Not long after the last post, my Fastracks turnout kit and the remaining backscene arrived in the post. So, over the past two weekends I’ve been attaching the custom sky backdrop I mentioned a few posts ago.

The process is best described in this video, but in a nutshell, here’s how I did it.

I had to sand a few divots and blemishes on the backboard, hence the white marks you can see in the belowe photo. After laying the first backdrop I noticed I hadn’t got all of them, so the second module had a more aggressive preparation with the sandpaper.

I started with the left-hand module, cutting slots for backdrop to fit around the baseboard using a hobby with fresh blade.

To start the whole process off, I clamped the backdrop to the backboard, checking the fit and ensuring everything as going to fit flush.

Then, I removed the clamps on the left and raised the first 30cm or so off the backboard, separating the backing from the adhesive vinyl. I then grabbed the scissors and cut the now-separated backing away. Using a clean paint roller, the free part of the adhesive vinyl is rolled onto the backboard, while the clamps on the rest of the backdrop hold it all in place.

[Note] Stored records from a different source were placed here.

//! Proton energy channels
//!
//! Each channel is a differential flux measurement over an energy band. The
//! model injects one representative proton per channel at the band midpoint.

use crate::types::FloatValue;
use serde::Serialize;

/// Number of energy channels
pub const N_CHANNELS: usize = 10;

/// One proton energy channel of the flux instrument
#[derive(Debug, Clone, Copy, PartialEq, Serialize)]
pub struct EnergyChannel {
    /// Position in [`ENERGY_CHANNELS`]
    pub index: usize,
    /// Name of the flux field this channel is read from
    pub flux_field: &'static str,
    /// unit: MeV
    pub lower_mev: FloatValue,
    /// unit: MeV
    pub upper_mev: FloatValue,
}

impl EnergyChannel {
    /// Band midpoint, used as the initial proton energy
    /// unit: MeV
    pub fn midpoint_mev(&self) -> FloatValue {
        (self.lower_mev + self.upper_mev) / 2.0
    }

    /// Look up a channel by its flux field name
    pub fn by_flux_field(name: &str) -> Option<&'static EnergyChannel> {
        ENERGY_CHANNELS.iter().find(|c| c.flux_field == name)
    }
}

// The instrument has no usable channel between p6 and p8, so the field names skip p7.
pub const ENERGY_CHANNELS: [EnergyChannel; N_CHANNELS] = [
    channel(0, "p1_fx", 0.29, 0.50),
    channel(1, "p2_fx", 0.50, 0.96),
    channel(2, "p3_fx", 0.96, 2.00),
    channel(3, "p4_fx", 2.00, 4.60),
    channel(4, "p5_fx", 4.60, 15.0),
    channel(5, "p6_fx", 15.0, 25.0),
    channel(6, "p8_fx", 25.0, 48.0),
    channel(7, "p9_fx", 48.0, 96.0),
    channel(8, "p10_fx", 96.0, 145.0),
    channel(9, "p11_fx", 145.0, 440.0),
];

const fn channel(
    index: usize,
    flux_field: &'static str,
    lower_mev: FloatValue,
    upper_mev: FloatValue,
) -> EnergyChannel {
    EnergyChannel {
        index,
        flux_field,
        lower_mev,
        upper_mev,
    }
}
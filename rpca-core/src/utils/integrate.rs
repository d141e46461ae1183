//! Numerical integration utilities.

use crate::errors::{RPCAError, RPCAResult};
use num::Float;

/// Integrate samples `y(x)` with the composite trapezoidal rule.
///
/// The abscissae are used in the order given, so a descending `x` yields the
/// negated integral. Callers that want the integral over an increasing
/// variable must sort first.
///
/// # Errors
/// Returns an error if `x` and `y` have different lengths.
///
/// # Example
/// ```
/// use rpca_core::utils::integrate::trapezoid;
///
/// let x: [f64; 3] = [0.0, 1.0, 2.0];
/// let y: [f64; 3] = [0.0, 1.0, 2.0];
/// let area = trapezoid(&x, &y).unwrap();
/// assert!((area - 2.0).abs() < 1e-12);
/// ```
pub fn trapezoid<T: Float>(x: &[T], y: &[T]) -> RPCAResult<T> {
    if x.len() != y.len() {
        return Err(RPCAError::Error(format!(
            "Cannot integrate {} samples over {} abscissae",
            y.len(),
            x.len()
        )));
    }

    let two = T::one() + T::one();
    Ok(x.windows(2)
        .zip(y.windows(2))
        .fold(T::zero(), |acc, (xs, ys)| {
            acc + (xs[1] - xs[0]) * (ys[0] + ys[1]) / two
        }))
}

#[cfg(test)]
mod tests {
    use super::*;
    use approx::assert_relative_eq;

    #[test]
    fn test_linear_function_is_exact() {
        let x: Vec<f64> = (0..=10).map(|i| i as f64 * 5.0 + 20.0).collect();
        let y: Vec<f64> = x.iter().map(|h| 3.0 * h + 1.0).collect();
        // integral of 3h + 1 from 20 to 70
        let expected = 1.5 * (70.0f64.powi(2) - 20.0f64.powi(2)) + 50.0;
        assert_relative_eq!(trapezoid(&x, &y).unwrap(), expected, max_relative = 1e-12);
    }

    #[test]
    fn test_descending_abscissae_negate() {
        let x = [3.0, 2.0, 1.0];
        let y = [1.0, 1.0, 1.0];
        assert_relative_eq!(trapezoid(&x, &y).unwrap(), -2.0);
    }

    #[test]
    fn test_degenerate_inputs() {
        assert_eq!(trapezoid::<f64>(&[], &[]).unwrap(), 0.0);
        assert_eq!(trapezoid(&[1.0], &[5.0]).unwrap(), 0.0);
        assert!(trapezoid(&[1.0, 2.0], &[5.0]).is_err());
    }

    #[test]
    fn test_zero_integrand() {
        let x = [20.0, 25.0, 30.0, 35.0];
        let y = [0.0f64; 4];
        assert_eq!(trapezoid(&x, &y).unwrap(), 0.0);
    }
}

This is where the time spent in preparation pays off. With the first part down, the clamps were removed from the rest of the backdrop, and the remaining backdrop is rolled up to where the secured part is. The backing is peeled away from the next part, and rolled out slowly and secured to the backboard with the roller.

One module done!

This process was then repeated from the other end until all of the sky backdrops were secured.

Next, I trimmed the Haskell ‘Barinore’ backdrops and sighted them on the backdrop... 

...before adding them too.

I’ve added the foam scenery back afterwards and I’m pretty happy with the result.

A few points about adhesive vinyl backdrops
Once adhesive vinyl meets adhesive vinyl it puts its roots down and makes home. While the vinyl would lift off the timber backboard easily and allow for realignment, I discovered when laying the landscape backdrop onto the sky backdrop that you only get one run at it. Pulling it up to realign it will bring the colour off the lower backdrop. The first landscape backdrop started to ‘walk’ down the bottom of the sky backdrop, only by about 2-5mm, but enough to cause concern on how to get it back on course again.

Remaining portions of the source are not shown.